(Beginning of DATASET RECORDS)
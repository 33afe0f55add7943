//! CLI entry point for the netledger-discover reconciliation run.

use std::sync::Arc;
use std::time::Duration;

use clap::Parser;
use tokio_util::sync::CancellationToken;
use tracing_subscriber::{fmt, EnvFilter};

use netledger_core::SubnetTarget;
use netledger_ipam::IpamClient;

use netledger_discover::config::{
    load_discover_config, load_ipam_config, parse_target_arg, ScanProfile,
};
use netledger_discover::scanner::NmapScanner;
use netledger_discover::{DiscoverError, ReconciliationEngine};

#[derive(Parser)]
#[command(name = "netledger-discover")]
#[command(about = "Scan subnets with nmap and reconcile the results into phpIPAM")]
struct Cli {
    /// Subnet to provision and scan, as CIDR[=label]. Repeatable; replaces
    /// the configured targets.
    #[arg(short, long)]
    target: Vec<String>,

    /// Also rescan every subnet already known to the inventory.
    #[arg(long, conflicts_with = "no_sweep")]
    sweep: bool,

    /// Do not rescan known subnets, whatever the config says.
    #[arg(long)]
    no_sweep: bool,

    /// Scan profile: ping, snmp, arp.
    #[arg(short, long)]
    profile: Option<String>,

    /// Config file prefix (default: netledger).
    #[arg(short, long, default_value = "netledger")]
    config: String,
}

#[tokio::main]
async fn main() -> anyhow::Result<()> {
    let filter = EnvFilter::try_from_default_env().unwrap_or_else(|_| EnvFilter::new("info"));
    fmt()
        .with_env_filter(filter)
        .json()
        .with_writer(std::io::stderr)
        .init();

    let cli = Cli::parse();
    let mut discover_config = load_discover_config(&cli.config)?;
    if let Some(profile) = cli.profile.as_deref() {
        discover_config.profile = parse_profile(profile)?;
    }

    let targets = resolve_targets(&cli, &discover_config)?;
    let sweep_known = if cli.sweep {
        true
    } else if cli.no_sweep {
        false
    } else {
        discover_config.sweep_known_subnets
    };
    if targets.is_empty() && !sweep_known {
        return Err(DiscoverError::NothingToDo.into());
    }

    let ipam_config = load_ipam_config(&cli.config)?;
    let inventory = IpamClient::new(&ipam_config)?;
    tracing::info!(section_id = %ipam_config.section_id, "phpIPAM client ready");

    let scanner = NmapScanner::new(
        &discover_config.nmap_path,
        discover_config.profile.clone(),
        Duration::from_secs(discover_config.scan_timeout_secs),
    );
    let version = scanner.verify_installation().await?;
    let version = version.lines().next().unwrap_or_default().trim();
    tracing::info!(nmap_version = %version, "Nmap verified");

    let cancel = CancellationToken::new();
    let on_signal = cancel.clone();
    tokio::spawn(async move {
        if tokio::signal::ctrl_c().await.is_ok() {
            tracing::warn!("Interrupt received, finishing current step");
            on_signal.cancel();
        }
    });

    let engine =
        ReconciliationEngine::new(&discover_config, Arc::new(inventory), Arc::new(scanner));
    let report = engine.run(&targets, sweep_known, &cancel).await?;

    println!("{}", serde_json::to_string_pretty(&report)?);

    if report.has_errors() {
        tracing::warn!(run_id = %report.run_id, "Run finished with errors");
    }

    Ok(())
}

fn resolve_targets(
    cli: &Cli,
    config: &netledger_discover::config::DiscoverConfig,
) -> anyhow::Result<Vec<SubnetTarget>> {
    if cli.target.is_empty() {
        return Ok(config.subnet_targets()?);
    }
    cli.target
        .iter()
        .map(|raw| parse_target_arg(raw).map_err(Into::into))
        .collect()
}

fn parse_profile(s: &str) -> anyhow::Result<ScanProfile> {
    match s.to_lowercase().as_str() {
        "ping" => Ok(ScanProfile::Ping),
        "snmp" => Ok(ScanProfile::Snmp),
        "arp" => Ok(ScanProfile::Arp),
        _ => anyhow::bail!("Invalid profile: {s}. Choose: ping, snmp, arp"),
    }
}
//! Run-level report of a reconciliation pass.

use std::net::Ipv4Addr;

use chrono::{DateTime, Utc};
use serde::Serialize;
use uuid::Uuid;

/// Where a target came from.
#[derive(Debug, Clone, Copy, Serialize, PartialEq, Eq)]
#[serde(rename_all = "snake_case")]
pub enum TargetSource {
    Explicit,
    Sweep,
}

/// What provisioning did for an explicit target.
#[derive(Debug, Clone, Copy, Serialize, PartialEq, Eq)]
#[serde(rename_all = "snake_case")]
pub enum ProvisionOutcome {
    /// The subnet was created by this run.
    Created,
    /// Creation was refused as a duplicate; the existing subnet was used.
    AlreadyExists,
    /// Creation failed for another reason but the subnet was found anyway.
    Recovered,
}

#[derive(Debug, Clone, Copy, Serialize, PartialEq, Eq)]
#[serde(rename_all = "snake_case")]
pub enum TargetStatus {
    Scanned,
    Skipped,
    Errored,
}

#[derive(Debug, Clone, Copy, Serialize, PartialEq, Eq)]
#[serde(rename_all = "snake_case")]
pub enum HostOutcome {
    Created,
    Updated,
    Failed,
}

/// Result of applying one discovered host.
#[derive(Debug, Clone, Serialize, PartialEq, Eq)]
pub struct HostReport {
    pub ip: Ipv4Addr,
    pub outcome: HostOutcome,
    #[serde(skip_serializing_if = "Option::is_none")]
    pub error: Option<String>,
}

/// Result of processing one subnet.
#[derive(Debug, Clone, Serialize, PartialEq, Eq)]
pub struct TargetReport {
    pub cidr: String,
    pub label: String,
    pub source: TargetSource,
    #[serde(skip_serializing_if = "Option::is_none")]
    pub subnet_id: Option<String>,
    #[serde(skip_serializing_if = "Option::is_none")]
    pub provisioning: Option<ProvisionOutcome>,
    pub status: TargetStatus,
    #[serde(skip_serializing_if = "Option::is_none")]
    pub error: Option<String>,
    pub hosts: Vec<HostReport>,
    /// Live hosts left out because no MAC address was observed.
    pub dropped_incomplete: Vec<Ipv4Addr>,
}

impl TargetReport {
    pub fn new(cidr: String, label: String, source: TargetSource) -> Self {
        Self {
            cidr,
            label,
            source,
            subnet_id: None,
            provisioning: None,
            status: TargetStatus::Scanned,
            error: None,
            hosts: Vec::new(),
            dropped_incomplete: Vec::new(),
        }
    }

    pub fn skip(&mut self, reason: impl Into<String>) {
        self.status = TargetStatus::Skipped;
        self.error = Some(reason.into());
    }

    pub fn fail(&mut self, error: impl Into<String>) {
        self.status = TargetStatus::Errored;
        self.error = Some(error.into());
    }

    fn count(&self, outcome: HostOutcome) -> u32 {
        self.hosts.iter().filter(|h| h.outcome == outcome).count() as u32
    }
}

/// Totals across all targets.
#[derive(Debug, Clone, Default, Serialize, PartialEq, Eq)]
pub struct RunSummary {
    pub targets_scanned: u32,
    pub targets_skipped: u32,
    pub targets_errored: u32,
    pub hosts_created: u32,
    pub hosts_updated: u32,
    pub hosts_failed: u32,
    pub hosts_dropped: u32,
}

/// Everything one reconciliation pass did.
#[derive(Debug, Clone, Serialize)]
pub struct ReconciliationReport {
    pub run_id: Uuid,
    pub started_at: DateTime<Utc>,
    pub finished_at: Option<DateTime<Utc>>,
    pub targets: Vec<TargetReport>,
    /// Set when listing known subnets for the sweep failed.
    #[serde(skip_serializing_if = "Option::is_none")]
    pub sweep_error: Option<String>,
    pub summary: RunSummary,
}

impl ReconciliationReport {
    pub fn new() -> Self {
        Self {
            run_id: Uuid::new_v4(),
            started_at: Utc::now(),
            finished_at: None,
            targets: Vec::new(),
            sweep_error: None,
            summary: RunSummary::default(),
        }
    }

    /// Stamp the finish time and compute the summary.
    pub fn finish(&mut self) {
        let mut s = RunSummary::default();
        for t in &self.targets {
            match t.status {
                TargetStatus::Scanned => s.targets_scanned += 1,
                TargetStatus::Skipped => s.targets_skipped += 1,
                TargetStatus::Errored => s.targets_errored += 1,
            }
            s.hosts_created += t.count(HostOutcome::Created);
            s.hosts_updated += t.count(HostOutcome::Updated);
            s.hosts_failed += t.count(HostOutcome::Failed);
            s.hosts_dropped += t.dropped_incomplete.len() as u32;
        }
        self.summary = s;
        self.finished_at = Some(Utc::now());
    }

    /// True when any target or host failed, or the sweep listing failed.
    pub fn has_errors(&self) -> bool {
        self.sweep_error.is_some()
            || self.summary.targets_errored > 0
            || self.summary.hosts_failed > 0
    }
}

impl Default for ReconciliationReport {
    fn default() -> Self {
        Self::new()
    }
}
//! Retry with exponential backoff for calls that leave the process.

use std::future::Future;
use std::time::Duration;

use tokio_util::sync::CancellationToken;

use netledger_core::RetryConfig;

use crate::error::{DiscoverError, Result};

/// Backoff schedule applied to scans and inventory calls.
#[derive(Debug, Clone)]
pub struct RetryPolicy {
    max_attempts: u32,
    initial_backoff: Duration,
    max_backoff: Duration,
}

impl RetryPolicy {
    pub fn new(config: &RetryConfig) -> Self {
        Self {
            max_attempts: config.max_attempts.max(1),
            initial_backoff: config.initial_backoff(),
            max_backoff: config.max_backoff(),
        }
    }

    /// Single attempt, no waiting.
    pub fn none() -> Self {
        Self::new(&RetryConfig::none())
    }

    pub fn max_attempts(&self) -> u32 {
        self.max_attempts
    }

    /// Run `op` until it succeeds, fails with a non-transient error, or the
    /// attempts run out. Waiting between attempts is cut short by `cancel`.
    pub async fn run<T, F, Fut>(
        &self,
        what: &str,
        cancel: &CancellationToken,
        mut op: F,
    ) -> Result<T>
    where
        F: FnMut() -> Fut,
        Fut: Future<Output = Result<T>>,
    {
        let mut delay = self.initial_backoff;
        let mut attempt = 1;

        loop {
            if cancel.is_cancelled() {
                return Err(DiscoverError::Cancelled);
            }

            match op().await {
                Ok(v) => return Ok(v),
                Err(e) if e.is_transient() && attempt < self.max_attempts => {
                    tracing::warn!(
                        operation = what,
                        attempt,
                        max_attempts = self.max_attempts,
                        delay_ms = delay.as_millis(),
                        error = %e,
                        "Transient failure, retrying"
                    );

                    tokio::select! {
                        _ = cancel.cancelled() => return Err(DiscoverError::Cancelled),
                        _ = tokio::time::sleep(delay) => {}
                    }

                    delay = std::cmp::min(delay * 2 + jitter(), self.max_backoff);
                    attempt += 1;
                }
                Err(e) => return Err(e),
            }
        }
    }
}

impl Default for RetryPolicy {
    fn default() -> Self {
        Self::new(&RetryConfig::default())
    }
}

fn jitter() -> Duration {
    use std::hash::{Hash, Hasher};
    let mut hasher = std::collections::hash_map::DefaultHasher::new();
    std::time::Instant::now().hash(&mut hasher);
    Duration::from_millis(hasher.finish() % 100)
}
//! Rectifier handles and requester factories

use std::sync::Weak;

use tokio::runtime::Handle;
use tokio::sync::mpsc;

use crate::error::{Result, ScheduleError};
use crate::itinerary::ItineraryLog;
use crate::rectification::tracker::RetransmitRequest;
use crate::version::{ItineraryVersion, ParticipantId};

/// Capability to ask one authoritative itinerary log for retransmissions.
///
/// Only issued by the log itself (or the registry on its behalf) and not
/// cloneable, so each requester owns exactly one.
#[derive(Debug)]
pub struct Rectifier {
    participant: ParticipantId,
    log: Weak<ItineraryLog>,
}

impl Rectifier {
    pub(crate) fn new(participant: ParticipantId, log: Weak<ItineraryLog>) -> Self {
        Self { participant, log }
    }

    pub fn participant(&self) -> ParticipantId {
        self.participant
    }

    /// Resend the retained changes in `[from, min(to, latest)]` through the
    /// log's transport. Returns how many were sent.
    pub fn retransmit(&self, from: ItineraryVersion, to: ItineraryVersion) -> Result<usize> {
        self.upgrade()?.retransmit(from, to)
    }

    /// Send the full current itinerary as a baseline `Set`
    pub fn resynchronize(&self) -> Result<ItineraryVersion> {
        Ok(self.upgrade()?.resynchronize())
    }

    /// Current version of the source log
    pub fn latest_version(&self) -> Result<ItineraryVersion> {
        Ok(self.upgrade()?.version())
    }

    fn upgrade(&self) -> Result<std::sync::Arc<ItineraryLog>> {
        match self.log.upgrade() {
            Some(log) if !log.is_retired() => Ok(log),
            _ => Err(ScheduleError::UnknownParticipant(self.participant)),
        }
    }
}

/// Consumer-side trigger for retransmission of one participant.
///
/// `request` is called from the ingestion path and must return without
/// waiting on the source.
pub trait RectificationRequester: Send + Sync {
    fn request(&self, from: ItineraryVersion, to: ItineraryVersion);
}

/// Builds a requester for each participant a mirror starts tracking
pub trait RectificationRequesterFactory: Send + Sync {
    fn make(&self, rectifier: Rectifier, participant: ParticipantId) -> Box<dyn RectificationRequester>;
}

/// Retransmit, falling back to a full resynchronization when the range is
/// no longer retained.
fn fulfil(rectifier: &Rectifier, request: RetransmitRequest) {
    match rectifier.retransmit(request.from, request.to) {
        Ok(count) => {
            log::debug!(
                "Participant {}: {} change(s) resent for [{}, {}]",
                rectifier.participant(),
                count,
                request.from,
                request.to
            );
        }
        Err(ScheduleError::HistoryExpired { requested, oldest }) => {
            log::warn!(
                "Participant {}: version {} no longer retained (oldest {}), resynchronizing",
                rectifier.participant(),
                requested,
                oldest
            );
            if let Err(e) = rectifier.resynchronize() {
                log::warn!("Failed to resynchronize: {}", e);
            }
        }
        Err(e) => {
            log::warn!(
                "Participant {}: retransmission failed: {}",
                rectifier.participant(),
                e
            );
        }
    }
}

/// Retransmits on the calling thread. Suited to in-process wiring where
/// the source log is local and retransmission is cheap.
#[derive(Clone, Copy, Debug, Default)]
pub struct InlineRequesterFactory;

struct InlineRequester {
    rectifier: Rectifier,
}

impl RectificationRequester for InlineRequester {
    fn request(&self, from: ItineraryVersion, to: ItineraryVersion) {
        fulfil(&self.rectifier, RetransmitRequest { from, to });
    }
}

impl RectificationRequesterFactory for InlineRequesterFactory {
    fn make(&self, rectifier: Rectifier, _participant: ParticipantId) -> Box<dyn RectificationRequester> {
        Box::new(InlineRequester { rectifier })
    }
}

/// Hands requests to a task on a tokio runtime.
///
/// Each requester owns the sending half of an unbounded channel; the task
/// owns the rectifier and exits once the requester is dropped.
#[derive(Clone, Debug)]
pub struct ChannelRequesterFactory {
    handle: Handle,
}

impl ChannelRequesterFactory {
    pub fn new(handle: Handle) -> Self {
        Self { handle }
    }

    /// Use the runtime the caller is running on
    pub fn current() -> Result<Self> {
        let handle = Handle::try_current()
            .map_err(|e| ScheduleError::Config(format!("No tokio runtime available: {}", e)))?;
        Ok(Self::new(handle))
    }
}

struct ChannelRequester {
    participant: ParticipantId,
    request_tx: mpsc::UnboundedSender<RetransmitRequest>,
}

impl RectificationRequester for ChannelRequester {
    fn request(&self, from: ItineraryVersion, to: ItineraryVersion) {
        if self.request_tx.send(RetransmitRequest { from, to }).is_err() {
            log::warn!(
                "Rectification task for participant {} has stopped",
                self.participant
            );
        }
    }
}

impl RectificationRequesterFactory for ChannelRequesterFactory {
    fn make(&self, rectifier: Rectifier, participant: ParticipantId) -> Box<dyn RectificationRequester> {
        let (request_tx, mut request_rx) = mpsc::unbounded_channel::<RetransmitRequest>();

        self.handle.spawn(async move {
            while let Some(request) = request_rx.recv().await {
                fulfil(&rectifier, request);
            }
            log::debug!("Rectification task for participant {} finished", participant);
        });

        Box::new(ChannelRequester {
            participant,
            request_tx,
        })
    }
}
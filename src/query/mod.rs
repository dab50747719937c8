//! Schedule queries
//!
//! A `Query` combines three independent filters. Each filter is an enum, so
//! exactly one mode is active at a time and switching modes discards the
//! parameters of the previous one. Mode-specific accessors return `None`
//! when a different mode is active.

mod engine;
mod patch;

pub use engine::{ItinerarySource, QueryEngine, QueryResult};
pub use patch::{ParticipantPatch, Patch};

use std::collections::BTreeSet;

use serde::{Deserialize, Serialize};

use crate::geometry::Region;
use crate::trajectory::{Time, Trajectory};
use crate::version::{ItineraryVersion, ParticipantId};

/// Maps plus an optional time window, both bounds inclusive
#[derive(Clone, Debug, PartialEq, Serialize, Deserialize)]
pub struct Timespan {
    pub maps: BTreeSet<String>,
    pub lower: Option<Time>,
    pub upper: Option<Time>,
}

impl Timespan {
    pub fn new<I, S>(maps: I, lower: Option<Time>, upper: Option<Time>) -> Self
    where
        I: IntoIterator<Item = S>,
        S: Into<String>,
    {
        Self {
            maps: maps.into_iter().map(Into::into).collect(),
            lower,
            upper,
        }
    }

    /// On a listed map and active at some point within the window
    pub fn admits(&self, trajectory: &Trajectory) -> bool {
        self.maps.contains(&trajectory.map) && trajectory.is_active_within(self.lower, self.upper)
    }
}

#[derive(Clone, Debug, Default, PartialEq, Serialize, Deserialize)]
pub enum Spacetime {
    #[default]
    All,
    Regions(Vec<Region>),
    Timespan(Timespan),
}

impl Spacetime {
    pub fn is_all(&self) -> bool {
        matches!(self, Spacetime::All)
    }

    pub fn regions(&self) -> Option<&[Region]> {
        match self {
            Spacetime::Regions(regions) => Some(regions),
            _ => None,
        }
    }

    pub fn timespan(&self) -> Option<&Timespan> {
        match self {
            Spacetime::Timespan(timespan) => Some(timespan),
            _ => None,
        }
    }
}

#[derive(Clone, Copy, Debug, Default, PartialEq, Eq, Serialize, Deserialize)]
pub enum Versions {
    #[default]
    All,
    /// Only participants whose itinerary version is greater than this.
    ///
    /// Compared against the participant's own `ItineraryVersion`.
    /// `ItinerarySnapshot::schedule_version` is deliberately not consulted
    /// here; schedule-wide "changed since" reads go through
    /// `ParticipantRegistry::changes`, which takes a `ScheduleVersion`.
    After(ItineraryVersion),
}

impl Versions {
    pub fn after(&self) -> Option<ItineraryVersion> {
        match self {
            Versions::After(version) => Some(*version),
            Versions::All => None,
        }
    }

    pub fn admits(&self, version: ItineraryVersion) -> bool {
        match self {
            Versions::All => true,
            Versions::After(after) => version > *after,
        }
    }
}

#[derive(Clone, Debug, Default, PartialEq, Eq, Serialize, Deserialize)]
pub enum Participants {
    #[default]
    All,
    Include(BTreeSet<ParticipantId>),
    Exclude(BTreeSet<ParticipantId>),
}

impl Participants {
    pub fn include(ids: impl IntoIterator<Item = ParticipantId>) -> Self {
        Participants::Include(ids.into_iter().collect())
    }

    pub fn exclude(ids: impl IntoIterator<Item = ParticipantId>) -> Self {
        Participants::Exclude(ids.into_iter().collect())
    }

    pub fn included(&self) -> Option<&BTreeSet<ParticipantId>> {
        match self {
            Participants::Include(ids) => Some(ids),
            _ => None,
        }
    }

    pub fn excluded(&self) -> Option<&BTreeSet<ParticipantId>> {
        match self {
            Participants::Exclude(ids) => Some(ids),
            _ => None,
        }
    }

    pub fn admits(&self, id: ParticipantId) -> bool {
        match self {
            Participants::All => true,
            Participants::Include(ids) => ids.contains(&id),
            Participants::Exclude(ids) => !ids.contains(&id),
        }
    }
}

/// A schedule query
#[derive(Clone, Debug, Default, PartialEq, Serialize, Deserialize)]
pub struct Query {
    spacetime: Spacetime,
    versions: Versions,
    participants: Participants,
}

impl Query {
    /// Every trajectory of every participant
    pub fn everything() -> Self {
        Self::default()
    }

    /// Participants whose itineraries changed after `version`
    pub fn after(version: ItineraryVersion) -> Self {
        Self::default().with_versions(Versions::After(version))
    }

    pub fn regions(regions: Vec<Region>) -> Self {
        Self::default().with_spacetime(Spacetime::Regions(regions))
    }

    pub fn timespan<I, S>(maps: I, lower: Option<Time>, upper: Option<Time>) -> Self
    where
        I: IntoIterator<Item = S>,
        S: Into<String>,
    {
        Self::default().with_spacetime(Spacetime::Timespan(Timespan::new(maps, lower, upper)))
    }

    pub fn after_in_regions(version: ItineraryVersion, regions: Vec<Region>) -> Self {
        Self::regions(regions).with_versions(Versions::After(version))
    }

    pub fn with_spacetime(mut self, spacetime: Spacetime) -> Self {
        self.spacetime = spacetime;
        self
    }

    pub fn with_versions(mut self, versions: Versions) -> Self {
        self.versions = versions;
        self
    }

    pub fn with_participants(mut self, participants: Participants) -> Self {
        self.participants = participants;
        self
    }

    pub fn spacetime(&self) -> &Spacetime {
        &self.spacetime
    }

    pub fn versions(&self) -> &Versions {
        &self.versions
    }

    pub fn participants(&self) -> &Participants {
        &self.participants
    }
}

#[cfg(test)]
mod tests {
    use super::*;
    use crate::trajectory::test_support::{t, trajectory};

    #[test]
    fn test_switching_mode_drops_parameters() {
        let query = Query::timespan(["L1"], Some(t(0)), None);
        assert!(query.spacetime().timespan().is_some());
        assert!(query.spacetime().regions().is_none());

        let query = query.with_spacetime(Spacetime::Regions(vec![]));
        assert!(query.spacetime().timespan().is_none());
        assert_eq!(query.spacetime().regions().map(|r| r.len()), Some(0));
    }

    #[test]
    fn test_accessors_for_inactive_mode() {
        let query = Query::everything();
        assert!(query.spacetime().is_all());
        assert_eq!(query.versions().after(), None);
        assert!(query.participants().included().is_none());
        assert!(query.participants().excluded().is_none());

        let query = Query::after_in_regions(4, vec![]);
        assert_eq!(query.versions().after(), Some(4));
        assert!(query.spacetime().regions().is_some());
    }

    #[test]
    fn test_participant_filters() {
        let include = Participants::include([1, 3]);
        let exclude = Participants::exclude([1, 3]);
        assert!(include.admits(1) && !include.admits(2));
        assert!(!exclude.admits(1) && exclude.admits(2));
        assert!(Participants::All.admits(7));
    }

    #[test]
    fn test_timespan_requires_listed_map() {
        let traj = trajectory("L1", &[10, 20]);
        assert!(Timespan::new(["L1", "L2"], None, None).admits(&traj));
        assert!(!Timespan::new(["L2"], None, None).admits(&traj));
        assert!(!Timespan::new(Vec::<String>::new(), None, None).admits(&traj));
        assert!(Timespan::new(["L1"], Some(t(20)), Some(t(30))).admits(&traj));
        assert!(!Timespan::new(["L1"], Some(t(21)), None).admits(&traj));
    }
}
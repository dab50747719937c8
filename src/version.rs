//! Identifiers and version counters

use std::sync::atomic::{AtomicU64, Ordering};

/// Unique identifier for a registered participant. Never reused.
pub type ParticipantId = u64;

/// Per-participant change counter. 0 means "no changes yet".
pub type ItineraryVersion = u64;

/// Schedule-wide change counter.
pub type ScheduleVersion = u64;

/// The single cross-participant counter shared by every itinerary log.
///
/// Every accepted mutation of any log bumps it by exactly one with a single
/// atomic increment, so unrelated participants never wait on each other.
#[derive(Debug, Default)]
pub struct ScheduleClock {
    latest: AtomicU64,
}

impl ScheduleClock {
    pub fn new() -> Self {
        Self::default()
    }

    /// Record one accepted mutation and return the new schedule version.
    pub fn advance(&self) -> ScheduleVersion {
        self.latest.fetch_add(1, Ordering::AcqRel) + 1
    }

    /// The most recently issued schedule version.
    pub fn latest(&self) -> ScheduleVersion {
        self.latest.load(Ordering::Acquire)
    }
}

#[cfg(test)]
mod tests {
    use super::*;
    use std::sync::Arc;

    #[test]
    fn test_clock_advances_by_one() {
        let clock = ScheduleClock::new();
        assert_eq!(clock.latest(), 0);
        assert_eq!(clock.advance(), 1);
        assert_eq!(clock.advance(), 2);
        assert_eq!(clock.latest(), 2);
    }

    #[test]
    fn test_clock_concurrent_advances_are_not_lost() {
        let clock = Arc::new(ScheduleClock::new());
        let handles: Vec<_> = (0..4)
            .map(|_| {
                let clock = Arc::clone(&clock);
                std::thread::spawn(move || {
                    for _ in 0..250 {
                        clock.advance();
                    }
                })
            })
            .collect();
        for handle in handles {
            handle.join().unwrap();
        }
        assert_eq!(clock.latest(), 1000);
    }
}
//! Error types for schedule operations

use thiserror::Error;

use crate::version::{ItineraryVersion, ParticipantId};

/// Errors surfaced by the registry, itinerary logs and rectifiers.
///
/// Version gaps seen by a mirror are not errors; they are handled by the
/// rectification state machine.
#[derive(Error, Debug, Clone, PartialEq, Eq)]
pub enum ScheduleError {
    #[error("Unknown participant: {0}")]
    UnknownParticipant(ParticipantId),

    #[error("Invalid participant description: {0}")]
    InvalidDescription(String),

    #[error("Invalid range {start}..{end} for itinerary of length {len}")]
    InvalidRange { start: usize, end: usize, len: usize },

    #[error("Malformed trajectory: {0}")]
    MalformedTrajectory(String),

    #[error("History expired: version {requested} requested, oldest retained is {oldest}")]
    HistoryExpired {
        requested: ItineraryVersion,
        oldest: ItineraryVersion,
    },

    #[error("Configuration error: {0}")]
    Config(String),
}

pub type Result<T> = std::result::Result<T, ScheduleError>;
(End of DATASET RECORDS)
• _THE PROBLEM_
From the records above, copy each line where the word "Only" can be found.

• _WRITTEN RESPONSE_
/// Only issued by the log itself (or the registry on its behalf) and not
    /// Only participants whose itinerary version is greater than this.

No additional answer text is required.